Print each of the records below, leaving every word as it is.

** EXERCISE MATERIALS follows **

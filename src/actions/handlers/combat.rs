//! FIGHT.

use crate::actions::handlers::mismatch;
use crate::actions::{Action, ActionHandler, ActionKind, Effect, FightTarget, Proposal, WorldView};
use crate::world::Agent;

/// Attacks an adjacent agent or structure.
///
/// Damage is not computed here: the resolver sums every hit on a target from
/// the pre-tick snapshot.
#[derive(Debug, Clone, Copy, Default)]
pub struct FightHandler;

impl ActionHandler for FightHandler {
    fn kind(&self) -> ActionKind {
        ActionKind::Fight
    }

    fn propose(&self, action: &Action, view: &WorldView<'_>, agent: &Agent) -> Result<Proposal, String> {
        let Action::Fight { target } = action else {
            return Err(mismatch(ActionKind::Fight, action));
        };
        let cost = view.balance.costs.fight_energy;
        let effect = match target {
            FightTarget::Agent(id) => {
                if *id == agent.id {
                    return Err("cannot attack yourself".to_string());
                }
                let victim = view
                    .world
                    .agent(id)
                    .filter(|v| v.alive)
                    .ok_or_else(|| format!("no living agent {id}"))?;
                if !victim.position.touches(agent.position) {
                    return Err(format!("{id} is not adjacent"));
                }
                Effect::Attack { target: id.clone() }
            }
            FightTarget::Object(id) => {
                let object = view
                    .world
                    .objects
                    .get(id)
                    .ok_or_else(|| format!("no object {id}"))?;
                let Some((_, owner)) = object.as_structure() else {
                    return Err(format!("{} is not a structure", object.label()));
                };
                if owner == Some(&agent.id) {
                    return Err(format!("{} is your own", object.label()));
                }
                if !object.position.touches(agent.position) {
                    return Err(format!("{} is not adjacent", object.label()));
                }
                Effect::DamageStructure { object: *id }
            }
        };
        Ok(Proposal::new(effect, cost))
    }
}

#[cfg(test)]
mod tests {
    use super::*;
    use crate::actions::handlers::test_support::{add_agent, world};
    use crate::config::BalanceConfig;
    use crate::world::{AgentId, Coord, ObjectKind, StructureKind};

    #[test]
    fn test_fight_adjacent_agent() {
        let mut w = world();
        let a = add_agent(&mut w, "a", Coord::new(4, 4));
        add_agent(&mut w, "b", Coord::new(5, 5));
        add_agent(&mut w, "c", Coord::new(8, 8));
        let balance = BalanceConfig::default();
        let view = WorldView::new(&w, &balance, 1);
        let agent = w.agent(&a).unwrap();
        let fight = |id: &str| {
            FightHandler.propose(
                &Action::Fight {
                    target: FightTarget::Agent(AgentId::new(id)),
                },
                &view,
                agent,
            )
        };

        let ok = fight("b").unwrap();
        assert_eq!(ok.effect, Effect::Attack { target: AgentId::new("b") });
        assert_eq!(ok.energy_cost, balance.costs.fight_energy);
        assert!(fight("c").unwrap_err().contains("not adjacent"));
        assert!(fight("a").unwrap_err().contains("yourself"));
        assert!(fight("zed").is_err());
    }

    #[test]
    fn test_fight_structures() {
        let mut w = world();
        let a = add_agent(&mut w, "a", Coord::new(4, 4));
        let wall = w.add_object(
            Coord::new(4, 5),
            ObjectKind::Structure {
                kind: StructureKind::Wall,
                hp: 5,
                owner: Some(AgentId::new("b")),
            },
        );
        let own = w.add_object(
            Coord::new(3, 4),
            ObjectKind::Structure {
                kind: StructureKind::Beacon,
                hp: 5,
                owner: Some(a.clone()),
            },
        );
        let balance = BalanceConfig::default();
        let view = WorldView::new(&w, &balance, 1);
        let agent = w.agent(&a).unwrap();
        let hit = |id| {
            FightHandler.propose(
                &Action::Fight {
                    target: FightTarget::Object(id),
                },
                &view,
                agent,
            )
        };
        assert_eq!(hit(wall).unwrap().effect, Effect::DamageStructure { object: wall });
        assert!(hit(own).unwrap_err().contains("your own"));
    }
}
//! Batch command implementation.

use std::sync::Arc;
use std::time::Instant;

use super::output::{BatchStats, JsonBatchResult, format_batch_text};
use super::{CliError, OutputFormat, Setup, agent_ids, runtime};
use fogline::decision::RoamingDecisions;
use fogline::engine::AgentSpec;
use fogline::manager::GameManager;
use futures::StreamExt;
use futures::stream::FuturesUnordered;
use indicatif::{ProgressBar, ProgressStyle};
use tracing::warn;

/// Execute the batch command.
///
/// # Errors
///
/// Returns an error if a game cannot be created or started.
pub(crate) fn execute(setup: Setup, games: u64, format: OutputFormat, progress: bool) -> Result<(), CliError> {
    if games == 0 {
        return Err(CliError::new("at least one game is required"));
    }
    let Setup {
        config,
        balance,
        agents,
    } = setup;
    let base_seed = config.seed;

    if format == OutputFormat::Text {
        println!("Running {games} games from seed {base_seed}...");
        println!("Agents per game: {agents}");
        println!();
    }

    let bar = progress.then(|| {
        let bar = ProgressBar::new(games);
        let style = ProgressStyle::default_bar()
            .template("{spinner:.green} [{elapsed_precise}] [{bar:40.cyan/blue}] {pos}/{len} games ({per_sec})")
            .unwrap_or_else(|_| ProgressStyle::default_bar())
            .progress_chars("=>-");
        bar.set_style(style);
        bar
    });

    let start = Instant::now();
    let stats = runtime()?.block_on(async {
        let manager = GameManager::new(balance, Arc::new(RoamingDecisions::new(base_seed)));
        let mut ids = Vec::new();
        for i in 0..games {
            let mut config = config.clone();
            config.seed = base_seed.wrapping_add(i);
            config.tick_interval_ms = 1;
            let id = manager.create(format!("batch-{i}"), config)?;
            for agent in agent_ids(agents) {
                manager.join(&id, AgentSpec::adversary(agent.as_str(), "roaming")).await?;
            }
            manager.start(&id).await?;
            ids.push(id);
        }

        let mut stats = BatchStats::default();
        let manager = &manager;
        let mut pending: FuturesUnordered<_> = ids
            .iter()
            .map(|id| async move { (id, manager.wait(id).await) })
            .collect();
        while let Some((id, outcome)) = pending.next().await {
            match outcome {
                Ok(scores) => stats.add_result(&scores),
                Err(err) => {
                    warn!(game_id = %id, error = %err, "game did not finish");
                    stats.add_failure();
                }
            }
            if let Some(bar) = &bar {
                bar.inc(1);
            }
        }
        Ok::<BatchStats, CliError>(stats)
    })?;
    if let Some(bar) = bar {
        bar.finish_and_clear();
    }
    let elapsed = start.elapsed();

    match format {
        OutputFormat::Text => {
            print!("{}", format_batch_text(&stats));
            println!();
            println!("Completed in {:.2}s", elapsed.as_secs_f64());
        }
        OutputFormat::Json => {
            let result = JsonBatchResult {
                games_played: stats.games_played,
                games_failed: stats.games_failed,
                agents: stats.rows(),
            };
            let json = serde_json::to_string_pretty(&result)
                .map_err(|e| CliError::new(format!("JSON serialization failed: {e}")))?;
            println!("{json}");
        }
    }

    Ok(())
}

** End of EXERCISE MATERIALS **

> **EXERCISE RESPONSE**
filename src/actions/handlers/combat.rs
//! FIGHT.

use crate::actions::handlers::mismatch;
use crate::actions::{Action, ActionHandler, ActionKind, Effect, FightTarget, Proposal, WorldView};
use crate::world::Agent;

/// Attacks an adjacent agent or structure.
///
/// Damage is not computed here: the resolver sums every hit on a target from
/// the pre-tick snapshot.
#[derive(Debug, Clone, Copy, Default)]
pub struct FightHandler;

impl ActionHandler for FightHandler {
    fn kind(&self) -> ActionKind {
        ActionKind::Fight
    }

    fn propose(&self, action: &Action, view: &WorldView<'_>, agent: &Agent) -> Result<Proposal, String> {
        let Action::Fight { target } = action else {
            return Err(mismatch(ActionKind::Fight, action));
        };
        let cost = view.balance.costs.fight_energy;
        let effect = match target {
            FightTarget::Agent(id) => {
                if *id == agent.id {
                    return Err("cannot attack yourself".to_string());
                }
                let victim = view
                    .world
                    .agent(id)
                    .filter(|v| v.alive)
                    .ok_or_else(|| format!("no living agent {id}"))?;
                if !victim.position.touches(agent.position) {
                    return Err(format!("{id} is not adjacent"));
                }
                Effect::Attack { target: id.clone() }
            }
            FightTarget::Object(id) => {
                let object = view
                    .world
                    .objects
                    .get(id)
                    .ok_or_else(|| format!("no object {id}"))?;
                let Some((_, owner)) = object.as_structure() else {
                    return Err(format!("{} is not a structure", object.label()));
                };
                if owner == Some(&agent.id) {
                    return Err(format!("{} is your own", object.label()));
                }
                if !object.position.touches(agent.position) {
                    return Err(format!("{} is not adjacent", object.label()));
                }
                Effect::DamageStructure { object: *id }
            }
        };
        Ok(Proposal::new(effect, cost))
    }
}

#[cfg(test)]
mod tests {
    use super::*;
    use crate::actions::handlers::test_support::{add_agent, world};
    use crate::config::BalanceConfig;
    use crate::world::{AgentId, Coord, ObjectKind, StructureKind};

    #[test]
    fn test_fight_adjacent_agent() {
        let mut w = world();
        let a = add_agent(&mut w, "a", Coord::new(4, 4));
        add_agent(&mut w, "b", Coord::new(5, 5));
        add_agent(&mut w, "c", Coord::new(8, 8));
        let balance = BalanceConfig::default();
        let view = WorldView::new(&w, &balance, 1);
        let agent = w.agent(&a).unwrap();
        let fight = |id: &str| {
            FightHandler.propose(
                &Action::Fight {
                    target: FightTarget::Agent(AgentId::new(id)),
                },
                &view,
                agent,
            )
        };

        let ok = fight("b").unwrap();
        assert_eq!(ok.effect, Effect::Attack { target: AgentId::new("b") });
        assert_eq!(ok.energy_cost, balance.costs.fight_energy);
        assert!(fight("c").unwrap_err().contains("not adjacent"));
        assert!(fight("a").unwrap_err().contains("yourself"));
        assert!(fight("zed").is_err());
    }

    #[test]
    fn test_fight_structures() {
        let mut w = world();
        let a = add_agent(&mut w, "a", Coord::new(4, 4));
        let wall = w.add_object(
            Coord::new(4, 5),
            ObjectKind::Structure {
                kind: StructureKind::Wall,
                hp: 5,
                owner: Some(AgentId::new("b")),
            },
        );
        let own = w.add_object(
            Coord::new(3, 4),
            ObjectKind::Structure {
                kind: StructureKind::Beacon,
                hp: 5,
                owner: Some(a.clone()),
            },
        );
        let balance = BalanceConfig::default();
        let view = WorldView::new(&w, &balance, 1);
        let agent = w.agent(&a).unwrap();
        let hit = |id| {
            FightHandler.propose(
                &Action::Fight {
                    target: FightTarget::Object(id),
                },
                &view,
                agent,
            )
        };
        assert_eq!(hit(wall).unwrap().effect, Effect::DamageStructure { object: wall });
        assert!(hit(own).unwrap_err().contains("your own"));
    }
}
//! Batch command implementation.

use std::sync::Arc;
use std::time::Instant;

use super::output::{BatchStats, JsonBatchResult, format_batch_text};
use super::{CliError, OutputFormat, Setup, agent_ids, runtime};
use fogline::decision::RoamingDecisions;
use fogline::engine::AgentSpec;
use fogline::manager::GameManager;
use futures::StreamExt;
use futures::stream::FuturesUnordered;
use indicatif::{ProgressBar, ProgressStyle};
use tracing::warn;

/// Execute the batch command.
///
/// # Errors
///
/// Returns an error if a game cannot be created or started.
pub(crate) fn execute(setup: Setup, games: u64, format: OutputFormat, progress: bool) -> Result<(), CliError> {
    if games == 0 {
        return Err(CliError::new("at least one game is required"));
    }
    let Setup {
        config,
        balance,
        agents,
    } = setup;
    let base_seed = config.seed;

    if format == OutputFormat::Text {
        println!("Running {games} games from seed {base_seed}...");
        println!("Agents per game: {agents}");
        println!();
    }

    let bar = progress.then(|| {
        let bar = ProgressBar::new(games);
        let style = ProgressStyle::default_bar()
            .template("{spinner:.green} [{elapsed_precise}] [{bar:40.cyan/blue}] {pos}/{len} games ({per_sec})")
            .unwrap_or_else(|_| ProgressStyle::default_bar())
            .progress_chars("=>-");
        bar.set_style(style);
        bar
    });

    let start = Instant::now();
    let stats = runtime()?.block_on(async {
        let manager = GameManager::new(balance, Arc::new(RoamingDecisions::new(base_seed)));
        let mut ids = Vec::new();
        for i in 0..games {
            let mut config = config.clone();
            config.seed = base_seed.wrapping_add(i);
            config.tick_interval_ms = 1;
            let id = manager.create(format!("batch-{i}"), config)?;
            for agent in agent_ids(agents) {
                manager.join(&id, AgentSpec::adversary(agent.as_str(), "roaming")).await?;
            }
            manager.start(&id).await?;
            ids.push(id);
        }

        let mut stats = BatchStats::default();
        let manager = &manager;
        let mut pending: FuturesUnordered<_> = ids
            .iter()
            .map(|id| async move { (id, manager.wait(id).await) })
            .collect();
        while let Some((id, outcome)) = pending.next().await {
            match outcome {
                Ok(scores) => stats.add_result(&scores),
                Err(err) => {
                    warn!(game_id = %id, error = %err, "game did not finish");
                    stats.add_failure();
                }
            }
            if let Some(bar) = &bar {
                bar.inc(1);
            }
        }
        Ok::<BatchStats, CliError>(stats)
    })?;
    if let Some(bar) = bar {
        bar.finish_and_clear();
    }
    let elapsed = start.elapsed();

    match format {
        OutputFormat::Text => {
            print!("{}", format_batch_text(&stats));
            println!();
            println!("Completed in {:.2}s", elapsed.as_secs_f64());
        }
        OutputFormat::Json => {
            let result = JsonBatchResult {
                games_played: stats.games_played,
                games_failed: stats.games_failed,
                agents: stats.rows(),
            };
            let json = serde_json::to_string_pretty(&result)
                .map_err(|e| CliError::new(format!("JSON serialization failed: {e}")))?;
            println!("{json}");
        }
    }

    Ok(())
}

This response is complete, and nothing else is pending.